This is a project to deploy MLFlow on AWS in a microservices architecture using ECS FARGATE and AURORA serverless DB. If you want to deploy MLFLow to a EC2 instance, check out the ec2 branch.
- AWS IAM User for the infrastructure deployment, with admin permissions
- awscli, intall running
pip install awscli
- terraform >= 0.12
- setup your IAM User credentials inside
~/.aws/credentials
This is what you are going to build.
First, you have to rename config.tf.example
to config.tf
and fulfill it with your real variables' values.
Use terraform to build the infrastructure:
cd infrastructure
terraform init
terraform plan
terraform apply
By default, the infrastructure is deployed in us-east-1
.
When the infrastructure is created, you will have build the docker image for MLFlow and push it to the created ECR repository. First you have to set up these environment variables:
export IMAGE=mlflow-dev
export AWS_ACCOUNT=<YOUR_ACCOUNT_NUMBER>
export AWS_ACCESS=<YOUR_AWS_ACCESS_KEY_ID>
export AWS_SECRET=<YOUR_AWS_SECRET_ACCESS_KEY>
export AWS_DEFAULT_REGION=us-east-1
export DB_PASS=<YOUR_MASTER_DB_PASSWORD>
export BUCKET_NAME=<YOUR_BUCKET_NAME>
export DB_ENDPOINT=<YOUR_DB_ENDPOINT>:3306
or you can set them inside .bashrc or in any manner you like.

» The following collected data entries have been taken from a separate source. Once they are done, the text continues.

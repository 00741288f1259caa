//! Validation utilities for the Coffee Tasting API
//!
//! Plain functions return `&'static str` messages; the `validate_*_field`
//! wrappers adapt them for `#[validate(custom = "...")]`.

use rust_decimal::Decimal;
use validator::ValidationError;

// ============================================================================
// Normalization
// ============================================================================

/// Prepend `https://` to a website that has no scheme
pub fn normalize_website(website: Option<String>) -> Option<String> {
    website.map(|w| {
        if w.is_empty() || w.starts_with("http://") || w.starts_with("https://") {
            w
        } else {
            format!("https://{}", w)
        }
    })
}

// ============================================================================
// Decimal checks
// ============================================================================

/// Number of significant decimal places, ignoring trailing zeros
pub fn decimal_places(value: &Decimal) -> u32 {
    value.normalize().scale()
}

/// Validate a non-negative decimal with at most `max_places` decimal places
pub fn validate_non_negative_decimal(value: &Decimal, max_places: u32) -> Result<(), &'static str> {
    if value.is_sign_negative() && !value.is_zero() {
        return Err("Value must be greater than or equal to 0");
    }
    if decimal_places(value) > max_places {
        return Err("Value has too many decimal places");
    }
    Ok(())
}

/// Prices: NUMERIC(10,2)
pub fn validate_price(value: &Decimal) -> Result<(), &'static str> {
    validate_non_negative_decimal(value, 2)?;
    if *value >= Decimal::from(100_000_000) {
        return Err("Price is too large");
    }
    Ok(())
}

/// Dose and water amounts: one decimal place, grams or ml
pub fn validate_measurement(value: &Decimal) -> Result<(), &'static str> {
    validate_non_negative_decimal(value, 1)?;
    if *value >= Decimal::from(100_000) {
        return Err("Measurement is too large");
    }
    Ok(())
}

// ============================================================================
// Text checks
// ============================================================================

/// Reject names made only of whitespace
pub fn validate_not_blank(value: &str) -> Result<(), &'static str> {
    if value.trim().is_empty() {
        return Err("Value must not be blank");
    }
    Ok(())
}

// ============================================================================
// validator adapters
// ============================================================================

fn to_validation_error(code: &'static str, message: &'static str) -> ValidationError {
    let mut error = ValidationError::new(code);
    error.message = Some(message.into());
    error
}

pub fn validate_price_field(value: &Decimal) -> Result<(), ValidationError> {
    validate_price(value).map_err(|m| to_validation_error("price", m))
}

pub fn validate_measurement_field(value: &Decimal) -> Result<(), ValidationError> {
    validate_measurement(value).map_err(|m| to_validation_error("measurement", m))
}

pub fn validate_not_blank_field(value: &str) -> Result<(), ValidationError> {
    validate_not_blank(value).map_err(|m| to_validation_error("blank", m))
}
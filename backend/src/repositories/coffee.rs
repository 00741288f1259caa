use std::collections::HashMap;

use sqlx::PgConnection;
use uuid::Uuid;

use shared::schemas::{CoffeeCreate, CoffeeUpdate};

use super::base::{contains_pattern, Repository};
use super::flavor_tag::FlavorTagRepository;
use crate::error::AppResult;
use crate::models::{CoffeeFlavorRow, CoffeeRow, Entity, FlavorTagRow};

pub type CoffeeRepository = Repository<CoffeeRow>;

#[derive(Debug, Clone, Default)]
pub struct CoffeeFilter {
    pub roaster_id: Option<Uuid>,
    /// Case-insensitive name substring
    pub search: Option<String>,
    /// Case-insensitive country substring
    pub origin_country: Option<String>,
}

const FILTER_CLAUSE: &str = r#"
    deleted_at IS NULL
      AND ($1::uuid IS NULL OR roaster_id = $1)
      AND ($2::text IS NULL OR name ILIKE $2)
      AND ($3::text IS NULL OR origin_country ILIKE $3)
"#;

impl Repository<CoffeeRow> {
    /// Insert a coffee and link its flavor tags in one transaction
    pub async fn create(
        &self,
        input: &CoffeeCreate,
        user_id: &str,
    ) -> AppResult<(CoffeeRow, Vec<FlavorTagRow>)> {
        let mut tx = self.db.begin().await?;

        let sql = format!(
            r#"
            INSERT INTO coffee (
                name, roaster_id, origin_country, origin_region, farm_name, producer,
                altitude, processing_method, variety, roast_level, roast_date,
                description, price, bag_size, created_by
            )
            VALUES ($1, $2, $3, $4, $5, $6, $7, $8, $9, $10, $11, $12, $13, $14, $15)
            RETURNING {}
            "#,
            CoffeeRow::COLUMNS
        );

        let row = sqlx::query_as::<_, CoffeeRow>(&sql)
            .bind(input.name.trim())
            .bind(input.roaster_id)
            .bind(&input.origin_country)
            .bind(&input.origin_region)
            .bind(&input.farm_name)
            .bind(&input.producer)
            .bind(&input.altitude)
            .bind(input.processing_method)
            .bind(&input.variety)
            .bind(input.roast_level)
            .bind(&input.roast_date)
            .bind(&input.description)
            .bind(input.price)
            .bind(&input.bag_size)
            .bind(user_id)
            .fetch_one(&mut *tx)
            .await?;

        let tags = Self::set_flavor_tags(&mut *tx, row.id, &input.flavor_tags, user_id).await?;

        tx.commit().await?;

        tracing::info!(id = %row.id, user_id, name = %row.name, tags = tags.len(), "Created coffee");
        Ok((row, tags))
    }

    /// Apply the provided fields; `flavor_tags`, when present, replaces the set
    pub async fn update(
        &self,
        id: Uuid,
        input: &CoffeeUpdate,
        user_id: &str,
    ) -> AppResult<Option<CoffeeRow>> {
        let mut tx = self.db.begin().await?;

        let sql = format!(
            r#"
            UPDATE coffee
            SET name = COALESCE($2, name),
                roaster_id = COALESCE($3, roaster_id),
                origin_country = COALESCE($4, origin_country),
                origin_region = COALESCE($5, origin_region),
                farm_name = COALESCE($6, farm_name),
                producer = COALESCE($7, producer),
                altitude = COALESCE($8, altitude),
                processing_method = COALESCE($9, processing_method),
                variety = COALESCE($10, variety),
                roast_level = COALESCE($11, roast_level),
                roast_date = COALESCE($12, roast_date),
                description = COALESCE($13, description),
                price = COALESCE($14, price),
                bag_size = COALESCE($15, bag_size),
                updated_by = $16,
                updated_at = NOW()
            WHERE id = $1 AND deleted_at IS NULL
            RETURNING {}
            "#,
            CoffeeRow::COLUMNS
        );

        let row = sqlx::query_as::<_, CoffeeRow>(&sql)
            .bind(id)
            .bind(input.name.as_deref().map(str::trim))
            .bind(input.roaster_id)
            .bind(&input.origin_country)
            .bind(&input.origin_region)
            .bind(&input.farm_name)
            .bind(&input.producer)
            .bind(&input.altitude)
            .bind(input.processing_method)
            .bind(&input.variety)
            .bind(input.roast_level)
            .bind(&input.roast_date)
            .bind(&input.description)
            .bind(input.price)
            .bind(&input.bag_size)
            .bind(user_id)
            .fetch_optional(&mut *tx)
            .await?;

        let Some(row) = row else {
            return Ok(None);
        };

        if let Some(names) = &input.flavor_tags {
            sqlx::query("DELETE FROM coffee_flavors WHERE coffee_id = $1")
                .bind(id)
                .execute(&mut *tx)
                .await?;
            Self::set_flavor_tags(&mut *tx, id, names, user_id).await?;
        }

        tx.commit().await?;

        tracing::info!(%id, user_id, "Updated coffee");
        Ok(Some(row))
    }

    /// Resolve names to tags and link them to the coffee
    pub async fn set_flavor_tags(
        conn: &mut PgConnection,
        coffee_id: Uuid,
        names: &[String],
        user_id: &str,
    ) -> AppResult<Vec<FlavorTagRow>> {
        let tags = FlavorTagRepository::find_or_create_multiple(&mut *conn, names, user_id).await?;

        for tag in &tags {
            sqlx::query(
                r#"
                INSERT INTO coffee_flavors (coffee_id, flavor_tag_id)
                VALUES ($1, $2)
                ON CONFLICT DO NOTHING
                "#,
            )
            .bind(coffee_id)
            .bind(tag.id)
            .execute(&mut *conn)
            .await?;
        }

        Ok(tags)
    }

    /// Live tags for each coffee, keyed by coffee id, in one query
    pub async fn flavor_tags_for(
        &self,
        coffee_ids: &[Uuid],
    ) -> AppResult<HashMap<Uuid, Vec<FlavorTagRow>>> {
        if coffee_ids.is_empty() {
            return Ok(HashMap::new());
        }

        let rows = sqlx::query_as::<_, CoffeeFlavorRow>(
            r#"
            SELECT cf.coffee_id,
                   ft.id, ft.name, ft.category, ft.description,
                   ft.created_by, ft.updated_by, ft.deleted_by, ft.deleted_at,
                   ft.created_at, ft.updated_at
            FROM coffee_flavors cf
            JOIN flavortag ft ON ft.id = cf.flavor_tag_id
            WHERE cf.coffee_id = ANY($1) AND ft.deleted_at IS NULL
            ORDER BY ft.name
            "#,
        )
        .bind(coffee_ids)
        .fetch_all(&self.db)
        .await?;

        let mut grouped: HashMap<Uuid, Vec<FlavorTagRow>> = HashMap::new();
        for row in rows {
            grouped.entry(row.coffee_id).or_default().push(row.tag);
        }
        Ok(grouped)
    }

    /// Live coffee with this exact name from the roaster
    pub async fn get_by_name_and_roaster(
        &self,
        name: &str,
        roaster_id: Uuid,
    ) -> AppResult<Option<CoffeeRow>> {
        let sql = format!(
            "SELECT {} FROM coffee WHERE name = $1 AND roaster_id = $2 AND deleted_at IS NULL LIMIT 1",
            CoffeeRow::COLUMNS
        );

        let row = sqlx::query_as::<_, CoffeeRow>(&sql)
            .bind(name.trim())
            .bind(roaster_id)
            .fetch_optional(&self.db)
            .await?;

        Ok(row)
    }

    /// Live coffees matching every given filter, ordered by name
    pub async fn list(&self, filter: &CoffeeFilter, skip: i64, limit: i64) -> AppResult<Vec<CoffeeRow>> {
        let sql = format!(
            "SELECT {} FROM coffee WHERE {} ORDER BY name, id OFFSET $4 LIMIT $5",
            CoffeeRow::COLUMNS,
            FILTER_CLAUSE
        );

        let rows = sqlx::query_as::<_, CoffeeRow>(&sql)
            .bind(filter.roaster_id)
            .bind(filter.search.as_deref().map(contains_pattern))
            .bind(filter.origin_country.as_deref().map(contains_pattern))
            .bind(skip)
            .bind(limit)
            .fetch_all(&self.db)
            .await?;

        Ok(rows)
    }

    pub async fn count_filtered(&self, filter: &CoffeeFilter) -> AppResult<i64> {
        let sql = format!("SELECT COUNT(*) FROM coffee WHERE {}", FILTER_CLAUSE);

        let count: i64 = sqlx::query_scalar(&sql)
            .bind(filter.roaster_id)
            .bind(filter.search.as_deref().map(contains_pattern))
            .bind(filter.origin_country.as_deref().map(contains_pattern))
            .fetch_one(&self.db)
            .await?;

        Ok(count)
    }
}
//! Request contract and enum tests
//!
//! Covers:
//! - Closed value sets stored as text
//! - Validation bounds on create/update payloads
//! - Pagination arithmetic

use std::str::FromStr;

use proptest::prelude::*;
use rust_decimal::Decimal;
use serde_json::json;
use uuid::Uuid;
use validator::Validate;

use shared::schemas::{
    CoffeeCreate, CoffeeListQuery, CoffeeUpdate, FlavorTagCreate, RoasterCreate, RoasterUpdate,
    TastingNoteCreate, TastingSessionCreate,
};
use shared::{BrewMethod, GrindSize, Pagination, ProcessingMethod, RoastLevel};

fn dec(s: &str) -> Decimal {
    Decimal::from_str(s).unwrap()
}

fn session(value: serde_json::Value) -> TastingSessionCreate {
    serde_json::from_value(value).unwrap()
}

// ============================================================================
// Enums
// ============================================================================

mod enum_tests {
    use super::*;

    #[test]
    fn test_brew_method_text_matches_json() {
        for method in BrewMethod::ALL {
            assert_eq!(serde_json::to_value(method).unwrap(), json!(method.as_str()));
            let parsed: BrewMethod = serde_json::from_value(json!(method.as_str())).unwrap();
            assert_eq!(parsed, method);
        }
        assert_eq!(BrewMethod::V60.as_str(), "v60");
    }

    #[test]
    fn test_grind_size_and_roast_level_values() {
        assert_eq!(GrindSize::MediumFine.as_str(), "medium_fine");
        assert_eq!(RoastLevel::ALL.len(), 5);
        for level in RoastLevel::ALL {
            assert_eq!(serde_json::to_value(level).unwrap(), json!(level.as_str()));
        }
        for size in GrindSize::ALL {
            assert_eq!(serde_json::to_value(size).unwrap(), json!(size.as_str()));
        }
        for method in ProcessingMethod::ALL {
            assert_eq!(serde_json::to_value(method).unwrap(), json!(method.as_str()));
        }
    }

    #[test]
    fn test_unknown_value_rejected() {
        let err = serde_json::from_value::<BrewMethod>(json!("percolator")).unwrap_err();
        assert!(err.to_string().contains("percolator"));
    }

    #[test]
    fn test_enum_json_uses_snake_case() {
        assert_eq!(
            serde_json::to_value(BrewMethod::PourOver).unwrap(),
            json!("pour_over")
        );
        let parsed: GrindSize = serde_json::from_value(json!("extra_coarse")).unwrap();
        assert_eq!(parsed, GrindSize::ExtraCoarse);
        assert!(serde_json::from_value::<BrewMethod>(json!("PourOver")).is_err());
    }
}

// ============================================================================
// Roasters, coffees, flavor tags
// ============================================================================

mod catalog_tests {
    use super::*;

    #[test]
    fn test_roaster_name_required() {
        let blank = RoasterCreate {
            name: "   ".to_string(),
            location: None,
            website: None,
            description: None,
        };
        let errors = blank.validate().unwrap_err();
        assert!(errors.field_errors().contains_key("name"));

        let empty = RoasterCreate {
            name: String::new(),
            location: None,
            website: None,
            description: None,
        };
        assert!(empty.validate().is_err());
    }

    #[test]
    fn test_roaster_name_too_long() {
        let roaster = RoasterCreate {
            name: "x".repeat(256),
            location: None,
            website: None,
            description: None,
        };
        assert!(roaster.validate().is_err());
    }

    #[test]
    fn test_roaster_website_normalized() {
        let roaster = RoasterCreate {
            name: "Onyx".to_string(),
            location: Some("Rogers, AR".to_string()),
            website: Some("onyxcoffeelab.com".to_string()),
            description: None,
        }
        .normalized();
        assert!(roaster.validate().is_ok());
        assert_eq!(
            roaster.website.as_deref(),
            Some("https://onyxcoffeelab.com")
        );
    }

    #[test]
    fn test_empty_roaster_update_is_valid() {
        assert!(RoasterUpdate::default().validate().is_ok());

        let update = RoasterUpdate {
            name: Some(" ".to_string()),
            ..Default::default()
        };
        assert!(update.validate().is_err());
    }

    #[test]
    fn test_coffee_price_places() {
        let coffee: CoffeeCreate = serde_json::from_value(json!({
            "name": "Guji Natural",
            "roaster_id": Uuid::new_v4(),
            "price": "21.50",
            "roast_level": "light",
            "processing_method": "natural",
        }))
        .unwrap();
        assert!(coffee.validate().is_ok());
        assert!(coffee.flavor_tags.is_empty());

        let coffee = CoffeeCreate {
            price: Some(dec("21.505")),
            ..coffee
        };
        let errors = coffee.validate().unwrap_err();
        assert!(errors.field_errors().contains_key("price"));
    }

    #[test]
    fn test_coffee_update_rejects_negative_price() {
        let update = CoffeeUpdate {
            price: Some(dec("-1")),
            ..Default::default()
        };
        assert!(update.validate().is_err());
    }

    #[test]
    fn test_coffee_unknown_roast_level_rejected() {
        let result = serde_json::from_value::<CoffeeCreate>(json!({
            "name": "Guji Natural",
            "roaster_id": Uuid::new_v4(),
            "roast_level": "burnt",
        }));
        assert!(result.is_err());
    }

    #[test]
    fn test_coffee_list_query_defaults_and_bounds() {
        let query: CoffeeListQuery = serde_json::from_value(json!({})).unwrap();
        assert_eq!(query.skip, 0);
        assert_eq!(query.limit, 100);
        assert!(query.validate().is_ok());

        let query: CoffeeListQuery = serde_json::from_value(json!({ "limit": 1001 })).unwrap();
        assert!(query.validate().is_err());

        let query: CoffeeListQuery = serde_json::from_value(json!({ "skip": -1 })).unwrap();
        assert!(query.validate().is_err());
    }

    #[test]
    fn test_flavor_tag_name_length() {
        let tag = FlavorTagCreate {
            name: "x".repeat(101),
            category: Some("fruity".to_string()),
            description: None,
        };
        assert!(tag.validate().is_err());
    }
}

// ============================================================================
// Tasting sessions
// ============================================================================

mod tasting_tests {
    use super::*;

    fn valid_session() -> serde_json::Value {
        json!({
            "coffee_id": Uuid::new_v4(),
            "brew_method": "v60",
            "grind_size": "medium_fine",
            "coffee_dose": "18.5",
            "water_amount": 300,
            "water_temperature": 94,
            "brew_time": "3:15",
            "overall_rating": 8,
            "would_buy_again": true,
            "tasting_notes": [
                { "flavor_name": "Blueberry", "intensity": 7, "aroma": true },
                { "flavor_name": "Cocoa" }
            ]
        })
    }

    #[test]
    fn test_valid_session() {
        let input = session(valid_session());
        assert!(input.validate().is_ok());
        assert_eq!(input.tasting_notes.len(), 2);
        assert!(input.tasting_notes[0].aroma);
        assert!(!input.tasting_notes[1].flavor);
    }

    #[test]
    fn test_rating_out_of_range() {
        let mut value = valid_session();
        value["overall_rating"] = json!(11);
        let errors = session(value).validate().unwrap_err();
        assert!(errors.field_errors().contains_key("overall_rating"));

        let mut value = valid_session();
        value["overall_rating"] = json!(0);
        assert!(session(value).validate().is_err());
    }

    #[test]
    fn test_water_temperature_bounds() {
        let mut value = valid_session();
        value["water_temperature"] = json!(100);
        assert!(session(value).validate().is_ok());

        let mut value = valid_session();
        value["water_temperature"] = json!(101);
        assert!(session(value).validate().is_err());
    }

    #[test]
    fn test_dose_precision() {
        let mut value = valid_session();
        value["coffee_dose"] = json!("18.25");
        assert!(session(value).validate().is_err());
    }

    #[test]
    fn test_nested_note_intensity_validated() {
        let mut value = valid_session();
        value["tasting_notes"][1]["intensity"] = json!(12);
        assert!(session(value).validate().is_err());
    }

    #[test]
    fn test_unknown_brew_method_rejected() {
        let mut value = valid_session();
        value["brew_method"] = json!("percolator");
        assert!(serde_json::from_value::<TastingSessionCreate>(value).is_err());
    }

    #[test]
    fn test_note_flavor_name_required() {
        let note = TastingNoteCreate {
            flavor_name: " ".to_string(),
            intensity: None,
            notes: None,
            aroma: false,
            flavor: true,
            aftertaste: false,
        };
        assert!(note.validate().is_err());
    }
}

// ============================================================================
// Pagination properties
// ============================================================================

proptest! {
    #[test]
    fn prop_page_is_one_based(skip in 0i64..100_000, limit in 1i64..=1000) {
        let page = Pagination::new(skip, limit).page();
        prop_assert!(page >= 1);
        prop_assert!((page - 1) * limit <= skip);
        prop_assert!(skip < page * limit);
    }
}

Then, build the image and push it to ECR.
sh build_and_push.sh
After that, you can check your App Load Balancer DNS to access MLFlow's UI. Go to your browser and type http://<YOUR_ALB_PUBLIC_DNS>
.
To set mlflow experiments and runs to this tracking server, in your python code do
mlflow.set_tracking_uri("http://<YOUR_ALB_PUBLIC_DNS>")
To start a new experiment or retrieve an old one, do
if mlflow.get_experiment_by_name("EXPERIMENT_NAME") is None:
mlflow.create_experiment("EXPERIMENT_NAME")
mlflow.set_experiment("EXPERIMENT_NAME")
That's it! Now you have an MLFlow tracking server running on AWS. If you need more computing power, you can easily configure a auto-scaling group within the service.
If you want to clean up everything you created, just type:
terraform destroy
and terraform
will do it's work!
This is a work in progress so there are a few things we would still like to improve:
- Put Aurora in a private subnet and configure routing.